Ter seu dinheiro pronto para ser vendido (em troca de bens ou serviços) a qualquer momento -- é assim que um proprietário de dinheiro utiliza seu dinheiro.  Disso decorre que os depositantes querem utilizar seu dinheiro constantemente.  É apenas uma questão meramente técnica se eles vão querer manter o dinheiro guardado em suas carteiras ou se vão deixar a custódia sob os cuidados de um banco.  Essa escolha não afeta o comportamento deles.  Em ambos os casos, eles planejam e agem sob a firme crença de que podem utilizar seu dinheiro a qualquer momento.

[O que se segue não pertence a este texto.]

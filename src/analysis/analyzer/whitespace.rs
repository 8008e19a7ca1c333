//! Whitespace analyzer implementation.

use super::analyzer::Analyzer;
use crate::analysis::token::TokenStream;
use crate::analysis::tokenizer::Tokenizer;
use crate::analysis::tokenizer::whitespace::WhitespaceTokenizer;
use crate::error::Result;

/// An analyzer that splits on whitespace and leaves tokens untouched.
///
/// Case and punctuation survive, so `"Amsterdam"` and `"amsterdam"` are
/// different terms.
#[derive(Clone, Debug, Default)]
pub struct WhitespaceAnalyzer {
    tokenizer: WhitespaceTokenizer,
}

impl WhitespaceAnalyzer {
    /// Create a new whitespace analyzer.
    pub fn new() -> Self {
        WhitespaceAnalyzer {
            tokenizer: WhitespaceTokenizer::new(),
        }
    }
}

impl Analyzer for WhitespaceAnalyzer {
    fn analyze<'a>(&'a self, text: &'a str) -> Result<TokenStream<'a>> {
        self.tokenizer.tokenize(text)
    }

    fn name(&self) -> &'static str {
        "whitespace"
    }

    fn as_any(&self) -> &dyn std::any::Any {
        self
    }
}

#[cfg(test)]
mod tests {
    use super::*;

    #[test]
    fn test_whitespace_analyzer_keeps_case() {
        let analyzer = WhitespaceAnalyzer::new();
        assert_eq!(
            analyzer.terms("Venice has lots of canals").unwrap(),
            vec!["Venice", "has", "lots", "of", "canals"]
        );
        assert_eq!(analyzer.name(), "whitespace");
    }
}
//! Storage abstraction trait and common types.

use std::io::{Read, Write};
use std::sync::Arc;

use serde::{Deserialize, Serialize};

use crate::error::{LucernaError, Result};

/// A trait for storage backends that hold the files of an index.
///
/// Commits are persisted through this interface, so a backend only has to
/// provide named byte files, atomic renames, and named locks. Both the
/// in-memory and the directory-backed implementations satisfy it.
pub trait Storage: Send + Sync + std::fmt::Debug {
    /// Open a file for reading.
    fn open_input(&self, name: &str) -> Result<Box<dyn StorageInput>>;

    /// Create (or truncate) a file for writing.
    ///
    /// The content becomes visible once the output is closed.
    fn create_output(&self, name: &str) -> Result<Box<dyn StorageOutput>>;

    /// Check if a file exists.
    fn file_exists(&self, name: &str) -> bool;

    /// Delete a file. Deleting a missing file is not an error.
    fn delete_file(&self, name: &str) -> Result<()>;

    /// List all files in the storage, sorted by name.
    fn list_files(&self) -> Result<Vec<String>>;

    /// Get the size of a file in bytes.
    fn file_size(&self, name: &str) -> Result<u64>;

    /// Rename a file, replacing the destination if it exists.
    fn rename_file(&self, old_name: &str, new_name: &str) -> Result<()>;

    /// Create a temporary file with a unique name.
    fn create_temp_output(&self, prefix: &str) -> Result<(String, Box<dyn StorageOutput>)> {
        for counter in 0..10_000u32 {
            let temp_name = format!("{prefix}_{counter}.tmp");
            if !self.file_exists(&temp_name) {
                let output = self.create_output(&temp_name)?;
                return Ok((temp_name, output));
            }
        }
        Err(StorageError::IoError("Could not create temporary file".to_string()).into())
    }

    /// Sync all pending writes to storage.
    fn sync(&self) -> Result<()>;

    /// The lock manager coordinating writers of this storage.
    fn lock_manager(&self) -> Arc<dyn LockManager>;
}

/// A trait for reading data from storage.
pub trait StorageInput: Read + Send + std::fmt::Debug {
    /// Get the size of the input stream.
    fn size(&self) -> Result<u64>;
}

/// A trait for writing data to storage.
pub trait StorageOutput: Write + Send + std::fmt::Debug {
    /// Flush and sync the output to storage.
    fn flush_and_sync(&mut self) -> Result<()>;

    /// Get the current position in the output stream.
    fn position(&self) -> u64;

    /// Close the output stream, publishing its content.
    fn close(&mut self) -> Result<()>;
}

impl StorageOutput for Box<dyn StorageOutput> {
    fn flush_and_sync(&mut self) -> Result<()> {
        self.as_mut().flush_and_sync()
    }

    fn position(&self) -> u64 {
        self.as_ref().position()
    }

    fn close(&mut self) -> Result<()> {
        self.as_mut().close()
    }
}

impl StorageInput for Box<dyn StorageInput> {
    fn size(&self) -> Result<u64> {
        self.as_ref().size()
    }
}

/// A lock manager for coordinating access to storage.
pub trait LockManager: Send + Sync + std::fmt::Debug {
    /// Acquire a lock with the given name, failing if it is already held.
    fn acquire_lock(&self, name: &str) -> Result<Box<dyn StorageLock>>;

    /// Try to acquire a lock with the given name, returning None if not available.
    fn try_acquire_lock(&self, name: &str) -> Result<Option<Box<dyn StorageLock>>> {
        match self.acquire_lock(name) {
            Ok(lock) => Ok(Some(lock)),
            Err(e) if e.is_lock_failed() => Ok(None),
            Err(e) => Err(e),
        }
    }

    /// Check if a lock with the given name is currently held.
    fn lock_exists(&self, name: &str) -> bool;

    /// Release all locks (for cleanup).
    fn release_all(&self) -> Result<()>;
}

/// A lock on a resource in storage.
///
/// Dropping the lock releases it.
pub trait StorageLock: Send + std::fmt::Debug {
    /// Get the name of the lock.
    fn name(&self) -> &str;

    /// Release the lock.
    fn release(&mut self) -> Result<()>;

    /// Check if the lock is still held.
    fn is_valid(&self) -> bool;
}

/// Configuration for storage backends.
#[derive(Debug, Clone, PartialEq, Eq, Serialize, Deserialize)]
#[serde(default)]
pub struct StorageConfig {
    /// Buffer size for I/O operations.
    pub buffer_size: usize,

    /// Whether to flush after every write.
    pub sync_writes: bool,

    /// Whether to use lock files (file storage only).
    pub use_locking: bool,
}

impl Default for StorageConfig {
    fn default() -> Self {
        StorageConfig {
            buffer_size: 65536,
            sync_writes: false,
            use_locking: true,
        }
    }
}

/// Error types specific to storage operations.
#[derive(Debug, Clone)]
pub enum StorageError {
    /// File not found.
    FileNotFound(String),

    /// I/O error.
    IoError(String),

    /// Lock acquisition failed.
    LockFailed(String),
}

impl std::fmt::Display for StorageError {
    fn fmt(&self, f: &mut std::fmt::Formatter<'_>) -> std::fmt::Result {
        match self {
            StorageError::FileNotFound(name) => write!(f, "File not found: {name}"),
            StorageError::IoError(msg) => write!(f, "I/O error: {msg}"),
            StorageError::LockFailed(name) => write!(f, "Failed to acquire lock: {name}"),
        }
    }
}

impl std::error::Error for StorageError {}

impl From<StorageError> for LucernaError {
    fn from(err: StorageError) -> Self {
        match err {
            StorageError::LockFailed(name) => LucernaError::lock_failed(name),
            other => LucernaError::storage(other.to_string()),
        }
    }
}
//! Storage abstraction layer.
//!
//! An index persists its commits through the [`Storage`] trait. Two backends
//! are provided: [`MemoryStorage`] (volatile, process lifetime) and
//! [`FileStorage`] (a directory on disk, durable across restarts).

pub mod file;
pub mod memory;
pub mod structured;
pub mod traits;

pub use file::*;
pub use memory::*;
pub use structured::*;
pub use traits::*;
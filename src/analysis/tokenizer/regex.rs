//! Regex-based tokenizer implementation.

use std::sync::Arc;

use regex::Regex;

use super::Tokenizer;
use crate::analysis::token::{Token, TokenStream};
use crate::error::{LucernaError, Result};

/// Runs of Unicode letters and digits. Everything else separates tokens.
pub const DEFAULT_PATTERN: &str = r"[\p{L}\p{N}]+";

/// A tokenizer that emits every match of a regular expression as a token.
///
/// With the default pattern this splits on anything that is not a letter or
/// a digit, which is what the simple analyzer builds on.
#[derive(Clone, Debug)]
pub struct RegexTokenizer {
    pattern: Arc<Regex>,
}

impl RegexTokenizer {
    /// Create a new regex tokenizer with [`DEFAULT_PATTERN`].
    pub fn new() -> Result<Self> {
        Self::with_pattern(DEFAULT_PATTERN)
    }

    /// Create a new regex tokenizer with a custom pattern.
    pub fn with_pattern(pattern: &str) -> Result<Self> {
        let regex = Regex::new(pattern)
            .map_err(|e| LucernaError::analysis(format!("Invalid regex pattern: {e}")))?;

        Ok(RegexTokenizer {
            pattern: Arc::new(regex),
        })
    }

    /// Get the regex pattern used by this tokenizer.
    pub fn pattern(&self) -> &str {
        self.pattern.as_str()
    }
}

impl Tokenizer for RegexTokenizer {
    fn tokenize<'a>(&'a self, text: &'a str) -> Result<TokenStream<'a>> {
        let tokens = self
            .pattern
            .find_iter(text)
            .filter(|m| !m.is_empty())
            .enumerate()
            .map(|(position, m)| Token::with_offsets(m.as_str(), position, m.start(), m.end()));

        Ok(Box::new(tokens))
    }

    fn name(&self) -> &'static str {
        "regex"
    }
}
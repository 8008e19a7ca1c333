//! Field value types for documents.
//!
//! ```
//! use lucerna::document::field_value::FieldValue;
//!
//! let text = FieldValue::from("Amsterdam");
//! assert_eq!(text.as_text(), Some("Amsterdam"));
//!
//! let number = FieldValue::Integer(2024);
//! assert_eq!(number.index_text().as_deref(), Some("2024"));
//! ```

use std::borrow::Cow;
use std::fmt;

use serde::{Deserialize, Serialize};

/// Represents a value for a field in a document.
///
/// In JSON a value is written bare: a string is text, an integer is an
/// integer and an array of bytes is binary.
#[derive(Debug, Clone, PartialEq, Eq, Hash, Serialize, Deserialize)]
#[serde(untagged)]
pub enum FieldValue {
    /// Text value
    Text(String),
    /// Integer value
    Integer(i64),
    /// Binary data, which can be stored but never indexed
    Binary(Vec<u8>),
}

impl FieldValue {
    /// Get the value as text if it is a text value.
    pub fn as_text(&self) -> Option<&str> {
        match self {
            FieldValue::Text(s) => Some(s),
            _ => None,
        }
    }

    /// Get the value as an integer if it is an integer value.
    pub fn as_integer(&self) -> Option<i64> {
        match self {
            FieldValue::Integer(i) => Some(*i),
            _ => None,
        }
    }

    /// Get the value as bytes if it is a binary value.
    pub fn as_binary(&self) -> Option<&[u8]> {
        match self {
            FieldValue::Binary(b) => Some(b),
            _ => None,
        }
    }

    /// The text that gets indexed for this value.
    ///
    /// Integers index as their decimal form. Binary values have no indexable
    /// text.
    pub fn index_text(&self) -> Option<Cow<'_, str>> {
        match self {
            FieldValue::Text(s) => Some(Cow::Borrowed(s)),
            FieldValue::Integer(i) => Some(Cow::Owned(i.to_string())),
            FieldValue::Binary(_) => None,
        }
    }

    /// Short name of the variant, for error messages and logs.
    pub fn type_name(&self) -> &'static str {
        match self {
            FieldValue::Text(_) => "text",
            FieldValue::Integer(_) => "integer",
            FieldValue::Binary(_) => "binary",
        }
    }
}

impl fmt::Display for FieldValue {
    fn fmt(&self, f: &mut fmt::Formatter<'_>) -> fmt::Result {
        match self {
            FieldValue::Text(s) => f.write_str(s),
            FieldValue::Integer(i) => write!(f, "{i}"),
            FieldValue::Binary(b) => write!(f, "<{} bytes>", b.len()),
        }
    }
}

impl From<&str> for FieldValue {
    fn from(value: &str) -> Self {
        FieldValue::Text(value.to_string())
    }
}

impl From<String> for FieldValue {
    fn from(value: String) -> Self {
        FieldValue::Text(value)
    }
}

impl From<i64> for FieldValue {
    fn from(value: i64) -> Self {
        FieldValue::Integer(value)
    }
}

impl From<Vec<u8>> for FieldValue {
    fn from(value: Vec<u8>) -> Self {
        FieldValue::Binary(value)
    }
}
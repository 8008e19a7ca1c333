//! Boolean query implementation for combining multiple queries.

use std::any::Any;
use std::fmt;

use crate::error::Result;
use crate::index::IndexReader;
use crate::query::{DocSet, Query};

/// Occurrence requirements for boolean clauses.
#[derive(Debug, Clone, Copy, PartialEq, Eq, Hash)]
pub enum Occur {
    /// The clause must match (`+term`).
    Must,
    /// The clause may match (`term`).
    Should,
    /// The clause must not match (`-term`).
    MustNot,
}

impl Occur {
    fn prefix(self) -> &'static str {
        match self {
            Occur::Must => "+",
            Occur::Should => "",
            Occur::MustNot => "-",
        }
    }
}

/// A sub-query with its occurrence.
#[derive(Debug, Clone)]
pub struct BooleanClause {
    pub query: Box<dyn Query>,
    pub occur: Occur,
}

impl BooleanClause {
    pub fn new(query: Box<dyn Query>, occur: Occur) -> Self {
        BooleanClause { query, occur }
    }

    pub fn must(query: Box<dyn Query>) -> Self {
        Self::new(query, Occur::Must)
    }

    pub fn should(query: Box<dyn Query>) -> Self {
        Self::new(query, Occur::Should)
    }

    pub fn must_not(query: Box<dyn Query>) -> Self {
        Self::new(query, Occur::MustNot)
    }
}

impl fmt::Display for BooleanClause {
    fn fmt(&self, f: &mut fmt::Formatter<'_>) -> fmt::Result {
        write!(f, "{}{}", self.occur.prefix(), self.query.description())
    }
}

/// Matches the intersection of its `Must` clauses minus the union of its
/// `MustNot` clauses.
///
/// `Should` clauses only matter when there is no `Must` clause; then the
/// query matches their union. A query with only `MustNot` clauses, or no
/// clauses at all, matches nothing.
#[derive(Debug, Clone, Default)]
pub struct BooleanQuery {
    clauses: Vec<BooleanClause>,
}

impl BooleanQuery {
    pub fn new() -> Self {
        BooleanQuery {
            clauses: Vec::new(),
        }
    }

    pub fn add_clause(&mut self, query: Box<dyn Query>, occur: Occur) {
        self.clauses.push(BooleanClause::new(query, occur));
    }

    pub fn add_must(&mut self, query: Box<dyn Query>) {
        self.add_clause(query, Occur::Must);
    }

    pub fn add_should(&mut self, query: Box<dyn Query>) {
        self.add_clause(query, Occur::Should);
    }

    pub fn add_must_not(&mut self, query: Box<dyn Query>) {
        self.add_clause(query, Occur::MustNot);
    }

    pub fn clauses(&self) -> &[BooleanClause] {
        &self.clauses
    }

    pub fn is_empty(&self) -> bool {
        self.clauses.is_empty()
    }

    /// Clauses with the given occurrence, in insertion order.
    pub fn clauses_by_occur(&self, occur: Occur) -> impl Iterator<Item = &BooleanClause> + '_ {
        self.clauses.iter().filter(move |c| c.occur == occur)
    }

    fn execute_all(&self, reader: &IndexReader, occur: Occur) -> Result<Vec<DocSet>> {
        self.clauses_by_occur(occur)
            .map(|clause| clause.query.execute(reader))
            .collect()
    }
}

impl Query for BooleanQuery {
    fn execute(&self, reader: &IndexReader) -> Result<DocSet> {
        let required = self.execute_all(reader, Occur::Must)?;
        let matches = if required.is_empty() {
            DocSet::union_all(self.execute_all(reader, Occur::Should)?)
        } else {
            DocSet::intersect_all(required)
        };
        if matches.is_empty() {
            return Ok(matches);
        }

        let excluded = DocSet::union_all(self.execute_all(reader, Occur::MustNot)?);
        Ok(matches.difference(&excluded))
    }

    fn description(&self) -> String {
        self.clauses
            .iter()
            .map(ToString::to_string)
            .collect::<Vec<_>>()
            .join(" ")
    }

    fn clone_box(&self) -> Box<dyn Query> {
        Box::new(self.clone())
    }

    fn as_any(&self) -> &dyn Any {
        self
    }
}

/// Builder for [`BooleanQuery`].
#[derive(Debug, Default)]
pub struct BooleanQueryBuilder {
    query: BooleanQuery,
}

impl BooleanQueryBuilder {
    pub fn new() -> Self {
        BooleanQueryBuilder {
            query: BooleanQuery::new(),
        }
    }

    pub fn must(mut self, query: Box<dyn Query>) -> Self {
        self.query.add_must(query);
        self
    }

    pub fn should(mut self, query: Box<dyn Query>) -> Self {
        self.query.add_should(query);
        self
    }

    pub fn must_not(mut self, query: Box<dyn Query>) -> Self {
        self.query.add_must_not(query);
        self
    }

    pub fn build(self) -> BooleanQuery {
        self.query
    }
}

Depositantes podem utilizar seu dinheiro depositado no banco de duas maneiras: eles podem apresentar seus recibos de armazenamento ao banco e demandar a restituição do dinheiro, com o qual irão comprar bens e serviços; ou podem utilizar os próprios recibos de armazenamento em troca de bens e serviços, desta forma evitando a viagem ao banco.  Com o intuito de facilitar esse último tipo de transação, os bancos normalmente padronizam e aprimoram os recibos de várias maneiras.  Por exemplo, eles criam recibos de papel específico para determinadas quantias de prata (como cinco, dez e quinze onças), eles utilizam um papel especial para dificultar a falsificação, e por aí vai.  Foi desta forma que as tradicionais cédulas de dinheiro surgiram.  Entretanto, vários outros instrumentos, como contas-correntes ou, mais recentemente, cartões de débito, possuem o mesmo propósito: são títulos sobre uma determinada soma de dinheiro atualmente existente.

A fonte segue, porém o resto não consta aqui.